I did try to do an overnighter out at Francois Matthes Point. I say "try" for a reason. It was about 5 miles or so, almost no elevation gain, so I felt I could do it. I drove to the trailhead, sorted out my gear and rations and headed out. It was a pretty hike, starting out through a burn area, still patchy with live trees, but exploding in wildflowers where it had burned, it was like a yellow carpet, beautiful. The trail is unmaintained, though, just an old logging road, and the blowdowns were annoying. But there was the unburned forest areas, shady and cool, dry yet green and alive, and I love me some pine woods. I got almost to the end of the trail when I stopped dead in my tracks, suddenly full of the knowledge that I hadn't packed my sleeping bag. Un-fucking-believable. Insanely stupid, for someone who has as much experience as I do.  

I decided to walk on, contemplating whether I could survive the night with the clothes and such that I had with me. This was depressing, because at 8000' in mid-May, it was still getting down to the 40s at night, and had been windy since I'd gotten to the Canyon. I went to the Point, which was a pretty decent view (duh), and decided to try to tough it out. The whole point was to be out on the rim for sunset and sunrise, away from the crowds (not that they are too bad at all on the North Rim anyway), to enjoy the moments in solitude and full-on nature. 


But then the wind kicked up like crazy, and feeling drained already, knew I could not deal with another night of no sleep. I hiked back, exhausted at a suddenly 10 mile day on a pretty uninteresting trail, just to camp at the damn trailhead. Glad I did though, because the wind was the worst I'd seen it yet that night, gusts had to have been 40 mph. I would have frozen to death, or blown off the rim, or something. There were more than a few moments, laying in my sleeping bag, that I was sure a tree was going to fall on me and my truck; in fact I had to clear a sizable downed tree from the road just to get out the next morning. Yet I slept pretty well that night. Needed it. 

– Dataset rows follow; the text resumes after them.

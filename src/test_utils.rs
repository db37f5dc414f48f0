//! Shared test utilities for the compliance engine.
//!
//! Provides the sample immunization budget (`BUD2024001`) with its six
//! allocations and four recorded expenses, plus helpers for building
//! individual records with sensible defaults.

use crate::{
    entities::{Budget, BudgetAllocation, BudgetStatus, Expense, ExpenseStatus},
    errors::Result,
    store::{BudgetRepository, ExpenseRepository, InMemoryStore},
};
use chrono::NaiveDate;
use rust_decimal::Decimal;
use rust_decimal_macros::dec;

/// Id of the sample budget
pub const SAMPLE_BUDGET_ID: &str = "BUD2024001";

/// Fixed "today" used by tests (inside the month of the sample expenses).
pub fn test_date() -> NaiveDate {
    date(2024, 6, 25)
}

fn date(year: i32, month: u32, day: u32) -> NaiveDate {
    NaiveDate::from_ymd_opt(year, month, day).unwrap_or_default()
}

fn allocation(
    id: &str,
    category_id: &str,
    allocated: Decimal,
    spent: Decimal,
    percentage: Decimal,
) -> BudgetAllocation {
    BudgetAllocation::restore(id, SAMPLE_BUDGET_ID, category_id, allocated, spent, percentage)
}

/// The active 2024 budget of 1,500,000.
///
/// Advocacy & Training has no allocation, so its minimum is unmet.
pub fn sample_budget() -> Budget {
    Budget {
        id: SAMPLE_BUDGET_ID.to_string(),
        year: 2024,
        total_amount: dec!(1500000),
        status: BudgetStatus::Active,
        created_date: date(2024, 1, 1),
        approved_date: Some(date(2024, 1, 15)),
        allocations: vec![
            allocation("BA001", "personnel", dec!(450000), dec!(387500), dec!(30)),
            allocation("BA002", "vaccines", dec!(300000), dec!(245000), dec!(20)),
            allocation("BA003", "cold-chain", dec!(225000), dec!(189000), dec!(15)),
            allocation("BA004", "community-outreach", dec!(300000), dec!(198000), dec!(20)),
            allocation("BA005", "monitoring-evaluation", dec!(75000), dec!(67500), dec!(5)),
            allocation("BA006", "administration", dec!(150000), dec!(91500), dec!(10)),
        ],
    }
}

/// Creates a pending, compliant expense against the sample budget.
///
/// # Defaults
/// * `date`: [`test_date`]
/// * `description`: `"Test expense"`
/// * `payment_method`: `"Bank Transfer"`
pub fn test_expense(id: &str, category_id: &str, amount: Decimal) -> Expense {
    Expense {
        id: id.to_string(),
        budget_id: SAMPLE_BUDGET_ID.to_string(),
        category_id: category_id.to_string(),
        amount,
        date: test_date(),
        description: "Test expense".to_string(),
        payment_method: "Bank Transfer".to_string(),
        supporting_documents: Vec::new(),
        approved_by: None,
        status: ExpenseStatus::Pending,
        is_compliant: true,
        notes: None,
    }
}

/// The four expenses recorded against the sample budget in June 2024.
pub fn sample_expenses() -> Vec<Expense> {
    let mut salaries = test_expense("EXP001", "personnel", dec!(25000));
    salaries.date = date(2024, 6, 15);
    salaries.description = "Monthly salaries for health workers".to_string();
    salaries.supporting_documents = vec!["payroll_june_2024.pdf".to_string()];
    salaries.approved_by = Some("Finance Manager".to_string());
    salaries.status = ExpenseStatus::Approved;

    let mut vaccines = test_expense("EXP002", "vaccines", dec!(8500));
    vaccines.date = date(2024, 6, 20);
    vaccines.description = "BCG vaccine procurement".to_string();
    vaccines.payment_method = "Purchase Order".to_string();
    vaccines.supporting_documents = vec![
        "po_bcg_2024.pdf".to_string(),
        "supplier_quote.pdf".to_string(),
    ];
    vaccines.notes = Some("Urgent procurement for upcoming campaign".to_string());

    let mut office = test_expense("EXP003", "administration", dec!(15000));
    office.date = date(2024, 6, 18);
    office.description = "Office supplies and equipment".to_string();
    office.approved_by = Some("Admin Manager".to_string());
    office.status = ExpenseStatus::Approved;
    office.is_compliant = false;
    office.notes = Some("Exceeds monthly admin allowance".to_string());

    let mut outreach = test_expense("EXP004", "community-outreach", dec!(12000));
    outreach.date = date(2024, 6, 22);
    outreach.description = "Community health worker transport".to_string();
    outreach.payment_method = "Cash".to_string();
    outreach.approved_by = Some("Program Manager".to_string());
    outreach.status = ExpenseStatus::Approved;

    vec![salaries, vaccines, office, outreach]
}

/// Creates a store holding the sample budget and expenses.
/// This is the standard setup for workflow tests.
#[allow(clippy::unused_async)]
pub async fn setup_test_store() -> Result<InMemoryStore> {
    Ok(InMemoryStore::with_data(
        vec![sample_budget()],
        sample_expenses(),
    ))
}

/// Store that yields to the scheduler before every call.
///
/// Lets concurrent tasks interleave between one store call and the next, the
/// way a remote store would.
pub struct YieldingStore(pub InMemoryStore);

impl BudgetRepository for YieldingStore {
    async fn get_budget(&self, budget_id: &str) -> Result<Option<Budget>> {
        tokio::task::yield_now().await;
        self.0.get_budget(budget_id).await
    }

    async fn list_budgets(&self) -> Result<Vec<Budget>> {
        tokio::task::yield_now().await;
        self.0.list_budgets().await
    }

    async fn save_budget(&self, budget: Budget) -> Result<()> {
        tokio::task::yield_now().await;
        self.0.save_budget(budget).await
    }

    async fn insert_allocation(&self, budget_id: &str, allocation: BudgetAllocation) -> Result<()> {
        tokio::task::yield_now().await;
        self.0.insert_allocation(budget_id, allocation).await
    }

    async fn update_budget<F, T>(&self, budget_id: &str, apply: F) -> Result<T>
    where
        F: FnOnce(&mut Budget) -> Result<T> + Send,
        T: Send,
    {
        tokio::task::yield_now().await;
        self.0.update_budget(budget_id, apply).await
    }

    async fn record_spending(
        &self,
        budget_id: &str,
        allocation_id: &str,
        amount: Decimal,
    ) -> Result<BudgetAllocation> {
        tokio::task::yield_now().await;
        self.0.record_spending(budget_id, allocation_id, amount).await
    }
}

impl ExpenseRepository for YieldingStore {
    async fn insert_expense(&self, expense: Expense) -> Result<()> {
        tokio::task::yield_now().await;
        self.0.insert_expense(expense).await
    }

    async fn insert_new_expense(&self, expense: Expense) -> Result<Expense> {
        tokio::task::yield_now().await;
        self.0.insert_new_expense(expense).await
    }

    async fn get_expense(&self, expense_id: &str) -> Result<Option<Expense>> {
        tokio::task::yield_now().await;
        self.0.get_expense(expense_id).await
    }

    async fn list_expenses(&self, budget_id: Option<&str>) -> Result<Vec<Expense>> {
        tokio::task::yield_now().await;
        self.0.list_expenses(budget_id).await
    }

    async fn update_expense<F>(&self, expense_id: &str, apply: F) -> Result<Expense>
    where
        F: FnOnce(&mut Expense) -> Result<()> + Send,
    {
        tokio::task::yield_now().await;
        self.0.update_expense(expense_id, apply).await
    }
}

Am feeling better these last two days, and am now in Kanab, UT, just chilling out, letting myself really rest, and waiting for the eclipse tomorrow. Plan to head out to the Grand Staircase Escalante National Monument to view it, if the place I found on Google Earth is indeed accessible. Looks like a dirt road there, hard to tell. Then gonna check out a few slot canyons and Ancient Puebloan/Indian ruins as I make my way to Moab. 

7 comments:

  1. It's a good thing you chose sensibility. Sounds like you would have been in peril otherwise.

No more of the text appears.